Non riesco mai a darti un verde, arrivano sempre tutti prima di me

! Grazie per la citazione che hai trascritto. Negli ultimi giorni, avendo rifatto il maquillage al mio variopinto tugurio, sono saltati fuori tre o quattro quadernini affollatissimi di proclami amorosi, veicolati evidentemente dalla mia grafia, che tracimavano impatti sensoriali a profusione, riflessioni illuminanti, rivelazioni, improvvisi e definitivi approdi, estasi speciali, uniche e privilegiate. Senza contare poi gli innumerevoli fogli dello zibaldone fotocopiati in quadrupla copia (come minimo) dedicati l'estate scorsa dal consorte al l'unico vero primo ultimo e travolgente amore della sua vita.

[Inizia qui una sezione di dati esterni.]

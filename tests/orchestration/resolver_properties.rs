use platform_rollout::models::{
    default_catalog, AccountId, DeploymentTarget, Phase, Region, RolloutMode,
};
use platform_rollout::orchestration::{validate_plan, TargetResolver, WavePlanner};
use proptest::prelude::*;
use std::collections::BTreeMap;

use crate::common::strategies::{environment_names_strategy, region_names_strategy};

fn regions(names: &[String]) -> Vec<Region> {
    names
        .iter()
        .enumerate()
        .map(|(i, name)| Region::new(name.clone(), i == 0))
        .collect()
}

proptest! {
    /// Property: resolving the same configuration twice yields the same ordered targets
    #[test]
    fn resolution_is_deterministic(
        environments in environment_names_strategy(),
        region_names in region_names_strategy(),
    ) {
        let regions = regions(&region_names);
        let overrides = BTreeMap::new();

        let first = TargetResolver::resolve(&environments, &regions, &overrides, Some("123456789012")).unwrap();
        let second = TargetResolver::resolve(&environments, &regions, &overrides, Some("123456789012")).unwrap();

        prop_assert_eq!(&first, &second);
        prop_assert_eq!(first.len(), environments.len() * regions.len());

        // Environment-major, region-minor
        for (i, target) in first.iter().enumerate() {
            prop_assert_eq!(&target.environment, &environments[i / regions.len()]);
            prop_assert_eq!(&target.region, &regions[i % regions.len()]);
        }
    }

    /// Property: every plan has the fixed phase order and valid wiring in both modes
    #[test]
    fn plans_keep_phase_order(dr in any::<bool>(), environment in "[a-z]{2,8}") {
        let planner = WavePlanner::new(default_catalog()).unwrap();
        let target = DeploymentTarget::new(
            environment,
            Region::secondary("eu-west-1"),
            AccountId::new("123456789012").unwrap(),
        );
        let mode = if dr { RolloutMode::DisasterRecovery } else { RolloutMode::Standard };

        let plan = planner.plan(&target, mode);
        let phases: Vec<Phase> = plan.waves.iter().map(|wave| wave.phase).collect();
        prop_assert_eq!(phases, Phase::ALL.to_vec());
        prop_assert!(validate_plan(&plan).is_ok());

        let identity_gates = plan.waves[4].manual_gate_ids();
        let expected_gate = format!("{}/data-identity-approval", target.id());
        prop_assert!(identity_gates.contains(&expected_gate.as_str()));
        prop_assert_eq!(plan.waves[0].manual_gate_ids().len(), usize::from(dr));
    }
}
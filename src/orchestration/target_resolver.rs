//! # Target Resolver
//!
//! Expands configured environments and regions into concrete deployment
//! targets in environment-major, region-minor order, binding each to exactly
//! one account. Account precedence: explicit environment mapping, then the
//! configured default, otherwise a `ConfigurationError`.

use std::collections::BTreeMap;
use tracing::debug;

use crate::config::{ConfigurationError, PlatformConfig};
use crate::error::{Result, RolloutError};
use crate::models::{AccountId, DeploymentTarget, Environment, Region};

pub struct TargetResolver;

impl TargetResolver {
    /// Resolve every target named by the configuration
    pub fn from_config(config: &PlatformConfig) -> Result<Vec<DeploymentTarget>> {
        Self::resolve(
            &config.environments,
            &config.regions(),
            &config.accounts.overrides,
            config.accounts.default.as_deref(),
        )
    }

    pub fn resolve(
        environments: &[String],
        regions: &[Region],
        account_overrides: &BTreeMap<String, String>,
        default_account: Option<&str>,
    ) -> Result<Vec<DeploymentTarget>> {
        let environments =
            Self::resolve_environments(environments, account_overrides, default_account)?;
        let mut targets = Vec::with_capacity(environments.len() * regions.len());

        for environment in environments {
            for region in regions {
                let target = DeploymentTarget::new(
                    environment.name.clone(),
                    region.clone(),
                    environment.account.clone(),
                );
                debug!(target_id = %target.id(), account = %environment.account.masked(), "Resolved deployment target");
                targets.push(target);
            }
        }

        Ok(targets)
    }

    /// Bind every environment to its account, failing on the first one without
    pub fn resolve_environments(
        environments: &[String],
        account_overrides: &BTreeMap<String, String>,
        default_account: Option<&str>,
    ) -> Result<Vec<Environment>> {
        environments
            .iter()
            .map(|name| {
                Self::resolve_account(name, account_overrides, default_account)
                    .map(|account| Environment::new(name.clone(), account))
            })
            .collect()
    }

    pub fn resolve_account(
        environment: &str,
        account_overrides: &BTreeMap<String, String>,
        default_account: Option<&str>,
    ) -> Result<AccountId> {
        let raw = account_overrides
            .get(environment)
            .map(String::as_str)
            .or(default_account)
            .ok_or_else(|| {
                RolloutError::from(ConfigurationError::UnresolvedAccount {
                    environment: environment.to_string(),
                })
            })?;

        AccountId::new(raw).map_err(|_| {
            RolloutError::configuration(format!(
                "account id resolved for environment '{environment}' is empty"
            ))
        })
    }
}
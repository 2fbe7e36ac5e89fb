// State machine module for per-target rollout lifecycles
//
// Each deployment target walks its own pipeline; this module tracks where that
// pipeline is (waiting on a gate, applying a wave, finished) with an explicit
// transition table so invalid moves surface as errors instead of silent drift.

pub mod errors;
pub mod events;
pub mod states;
pub mod target_state_machine;

pub use errors::{StateMachineError, StateMachineResult};
pub use events::TargetEvent;
pub use states::TargetState;
pub use target_state_machine::{TargetStateMachine, TargetTransition};
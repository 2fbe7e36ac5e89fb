#![allow(clippy::doc_markdown)] // Allow technical terms in docs
#![allow(clippy::missing_errors_doc)] // Allow public functions without # Errors sections
#![allow(clippy::must_use_candidate)] // Allow methods without must_use when context is clear

//! # Platform Rollout
//!
//! Deployment-wave orchestration and regional DNS failover for a
//! multi-region, multi-environment platform.
//!
//! ## Overview
//!
//! Two independent subsystems share only region and environment identities:
//!
//! - **Rollout orchestration** expands environments × regions into
//!   deployment targets and walks each target through a fixed sequence of
//!   gated waves (`core-ingest → storage → insights → cross-cutting →
//!   data-identity`). Each target runs its own pipeline; a failure halts
//!   only that target.
//! - **Failover routing** probes each region's public endpoint and keeps the
//!   environment's failover record pointed at the primary region while it is
//!   healthy, otherwise at a deterministic healthy secondary.
//!
//! ## Module Organization
//!
//! - [`config`] - Validated platform configuration and its loader
//! - [`models`] - Targets, regions, accounts, endpoints, resource groups
//! - [`orchestration`] - Target resolution, wave planning, gates, execution
//! - [`registry`] - Resource group provider contract and registry
//! - [`state_machine`] - Per-target pipeline lifecycle
//! - [`failover`] - Health checks, routing derivation, hosted zones, probes
//! - [`error`] - Structured error handling
//! - [`logging`] - Structured logging setup
//!
//! ## Quick Start
//!
//! ```rust,no_run
//! use platform_rollout::config::ConfigManager;
//! use platform_rollout::orchestration::RolloutCoordinator;
//! use platform_rollout::registry::{ProviderRegistry, ResourceGroupProvider};
//! use std::sync::Arc;
//!
//! # async fn example(provider: Arc<dyn ResourceGroupProvider>) -> Result<(), Box<dyn std::error::Error>> {
//! platform_rollout::logging::init_structured_logging("development", Default::default());
//!
//! let config = ConfigManager::load(None)?.shared();
//! let coordinator = RolloutCoordinator::new(config, ProviderRegistry::with_fallback(provider))?;
//!
//! for plan in coordinator.plan()? {
//!     println!("{}: {} waves", plan.target_id(), plan.waves.len());
//! }
//!
//! let handle = coordinator.trigger("9f3c2e1")?;
//! let report = handle.wait().await;
//! println!("all succeeded: {}", report.all_succeeded());
//! # Ok(())
//! # }
//! ```

pub mod config;
pub mod constants;
pub mod error;
pub mod failover;
pub mod logging;
pub mod models;
pub mod orchestration;
pub mod registry;
pub mod state_machine;
pub mod utils;

pub use config::{ConfigManager, PlatformConfig};
pub use error::{Result, RolloutError};
pub use failover::{FailoverController, HealthMonitor, HostedZoneRegistrar, RoutingDecision};
pub use models::{DeploymentTarget, Endpoint, EndpointRole, Phase, Region, ResourceGroup, RolloutMode};
pub use orchestration::{RolloutCoordinator, RolloutHandle, RolloutReport};
pub use registry::{ProviderRegistry, ResourceGroupProvider};
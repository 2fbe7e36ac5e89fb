use serde::{Deserialize, Serialize};
use std::fmt;

/// Rollout mode configured per region
#[derive(Debug, Clone, Copy, PartialEq, Eq, Hash, Default, Serialize, Deserialize)]
#[serde(rename_all = "snake_case")]
pub enum RolloutMode {
    #[default]
    Standard,
    /// Every wave of the target waits on one shared operator approval
    DisasterRecovery,
}

impl fmt::Display for RolloutMode {
    fn fmt(&self, f: &mut fmt::Formatter<'_>) -> fmt::Result {
        match self {
            Self::Standard => write!(f, "standard"),
            Self::DisasterRecovery => write!(f, "disaster_recovery"),
        }
    }
}

impl std::str::FromStr for RolloutMode {
    type Err = String;

    fn from_str(s: &str) -> Result<Self, Self::Err> {
        match s.to_ascii_lowercase().as_str() {
            "standard" => Ok(Self::Standard),
            "disaster_recovery" | "dr" => Ok(Self::DisasterRecovery),
            _ => Err(format!("Invalid rollout mode: {s}")),
        }
    }
}

/// Geographic deployment location
#[derive(Debug, Clone, PartialEq, Eq, Hash, Serialize, Deserialize)]
pub struct Region {
    pub name: String,
    pub is_primary: bool,
}

impl Region {
    pub fn new(name: impl Into<String>, is_primary: bool) -> Self {
        Self {
            name: name.into(),
            is_primary,
        }
    }

    pub fn primary(name: impl Into<String>) -> Self {
        Self::new(name, true)
    }

    pub fn secondary(name: impl Into<String>) -> Self {
        Self::new(name, false)
    }
}
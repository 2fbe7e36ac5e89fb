//! In-memory resource group provider that records every apply

use async_trait::async_trait;
use parking_lot::Mutex;
use platform_rollout::models::{DeploymentTarget, ResourceGroup};
use platform_rollout::registry::{
    ApplyError, ApplyRequest, GroupOutputs, GroupState, ProviderRegistry, ResourceGroupProvider,
};
use std::collections::HashSet;
use std::sync::Arc;

#[derive(Debug, Clone)]
pub struct RecordedApply {
    pub target_id: String,
    pub group_id: String,
    pub revision: String,
    pub inputs: GroupOutputs,
}

#[derive(Default)]
pub struct MockProvider {
    /// (target id, group id) pairs whose apply always fails
    failing: Mutex<HashSet<(String, String)>>,
    applies: Mutex<Vec<RecordedApply>>,
}

impl MockProvider {
    pub fn new() -> Arc<Self> {
        Arc::new(Self::default())
    }

    pub fn fail(&self, target_id: &str, group_id: &str) {
        self.failing
            .lock()
            .insert((target_id.to_string(), group_id.to_string()));
    }

    pub fn registry(self: &Arc<Self>) -> ProviderRegistry {
        ProviderRegistry::with_fallback(Arc::clone(self) as Arc<dyn ResourceGroupProvider>)
    }

    pub fn applies(&self) -> Vec<RecordedApply> {
        self.applies.lock().clone()
    }

    /// Groups applied for one target, in call order
    pub fn applied_groups(&self, target_id: &str) -> Vec<String> {
        self.applies
            .lock()
            .iter()
            .filter(|apply| apply.target_id == target_id)
            .map(|apply| apply.group_id.clone())
            .collect()
    }

    pub fn outputs_for(group: &ResourceGroup, target: &DeploymentTarget) -> GroupOutputs {
        group
            .outputs
            .iter()
            .map(|name| (name.clone(), format!("{}:{}", target.id(), name)))
            .collect()
    }
}

#[async_trait]
impl ResourceGroupProvider for MockProvider {
    async fn apply(&self, request: &ApplyRequest) -> Result<GroupOutputs, ApplyError> {
        let target_id = request.target.id();
        self.applies.lock().push(RecordedApply {
            target_id: target_id.clone(),
            group_id: request.group.id.clone(),
            revision: request.revision.clone(),
            inputs: request.inputs.clone(),
        });

        if self
            .failing
            .lock()
            .contains(&(target_id, request.group.id.clone()))
        {
            return Err(ApplyError::new(format!(
                "{} failed to converge",
                request.group.id
            )));
        }

        tokio::task::yield_now().await;
        Ok(Self::outputs_for(&request.group, &request.target))
    }

    async fn describe(&self, _group: &ResourceGroup, _target: &DeploymentTarget) -> GroupState {
        GroupState::Absent
    }

    fn provider_name(&self) -> &str {
        "mock"
    }
}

Premesso che per quanto riguarda i miei quaderni ho motivi per credere che non fossero tutti dedicati alla stessa persona, mi chiedo, senza pretendere risposta, su quali fondamenti poggino queste estasi sempre, ogni volta, uniche e speciali. Forse attecchiscono proprio sulla paura di stare per affogare nell'indifferenziato, e allora quello è il terreno più fertile per entrare in un trip in cui in due si è' unici, irripetibili e specialissimi, differenziatissimi, rispetto a tutti gli altri. Si è' ridicoli forse perché quando non si è in questo trip la realtà ti dice che l'immortalita' non esiste e che siete dei tromboni a credere di essere gli unti del dio dell'Amore. Gli altri (gli altri siamo anche noi quando ne siamo fuori) percepiscono l'inattendibilita', l'imbroglio, la necessaria ottusità verso cose esistenti nonostante il deliroide, la facilità a cadere in una buca (non si sa perché viene da ridere quando un tizio non vede uno spigolo e da' un tranvatone o scivola su una buccia di banana). Fortunatamente non ho molto tempo per scrivere, perché il gatto ha emesso un sonoro stragloooo e ha appena vomitato il bolo sul tappeto per cui devo accorrere. Però voglio aggiungere che non sono d'accordo sulla frase finale di Pessoa, la chiusa. È' chiaramente ad effetto. Celebrativa, con quella ridondanza e quella sottile e un po' sospettabile artificiosità delle cose ad effetto.
Ma forse voleva solo dire che nelle cose d'amore, o fai o non fai, un po' ridicolo sei sempre.